You present your study in an article entitled “L’aménagement du placard” [Arranging the closet]. How was it conducted?

It is hard to establish contact with the trans’ population. Because people wishing to change sex receive hormonal and surgical treatment only after a psychiatric evaluation, they may develop feelings of distrust toward anyone investigating them, be they professional experts, physicians or researchers. For my study I drew on an INSERM quantitative study of 381 persons, and on 28 life story interviews. I analyze trans’ life paths at times other than the moment of transition, and this turns up quite heterogeneous biographic timelines.

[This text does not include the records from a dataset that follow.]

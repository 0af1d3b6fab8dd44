// Copyright (c) 2025 Kirky.X
//
// Licensed under the MIT License
// See LICENSE file in the project root for full license information.

pub mod connection;
pub mod entities;
// Copyright (c) 2025 Kirky.X
//
// Licensed under the MIT License
// See LICENSE file in the project root for full license information.

use sea_orm_migration::prelude::*;

/// 主函数
///
/// 数据库迁移工具入口点
#[async_std::main]
async fn main() {
    cli::run_cli(migration::Migrator).await;
}
// Copyright (c) 2025 Kirky.X
//
// Licensed under the MIT License
// See LICENSE file in the project root for full license information.

use crate::domain::models::crawl::Crawl;
use crate::domain::repositories::order_repository::RepositoryError;
use async_trait::async_trait;

/// 活动条目仓库特质
///
/// 定义活动条目数据访问接口，自然唯一键为 `eventbrite_id`。
#[async_trait]
pub trait CrawlRepository: Send + Sync {
    /// 按 `eventbrite_id` 原子 upsert 一条活动条目
    async fn upsert(&self, crawl: &Crawl) -> Result<(), RepositoryError>;
    /// 插入一条活动条目
    async fn insert(&self, crawl: &Crawl) -> Result<(), RepositoryError>;
    /// 按 `eventbrite_id` 更新已有条目的 webhook 派生列
    async fn update_by_eventbrite_id(&self, crawl: &Crawl) -> Result<(), RepositoryError>;
    /// 按 `eventbrite_id` 查找条目
    async fn find_by_eventbrite_id(
        &self,
        eventbrite_id: &str,
    ) -> Result<Option<Crawl>, RepositoryError>;
}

What are your study findings?

Women transition to men at relatively young ages, whereas half of men who change sex do so only after living family lives as heterosexual men. The latter group usually have a stable job when they transition, but younger men wishing to become women are often in precarious situations, in contrast to women wishing to become men, who receive more parental support.

For a man to become a woman amounts to a fall in social status and is harshly sanctioned by society. The level of stigma is such that half of women trans’ postpone their transition while those who do go ahead with it are often marginalized. On average, men trans’ (that is, women becoming men) change sex in better material and social conditions than women trans’ (men becoming women), and some experience strong feelings of guilt about their upward social mobility. The guilt feelings expressed by male trans’—and the feminism that comes with it—are stronger among people with high educational and cultural capital—a finding that suggests a type of class distinction. Similarly, these social parameters, together with age and generation, shape trans’ constructions of self as man or woman (depending on target sex), as do their experiences of violence and discrimination. For example, trans’ from relatively modest social backgrounds who experience violence or discrimination feel more strongly that this threatens or calls into question their “identity” than trans’ with greater resources. It is very clear that the social space of gender cannot be dissociated from the social space of class.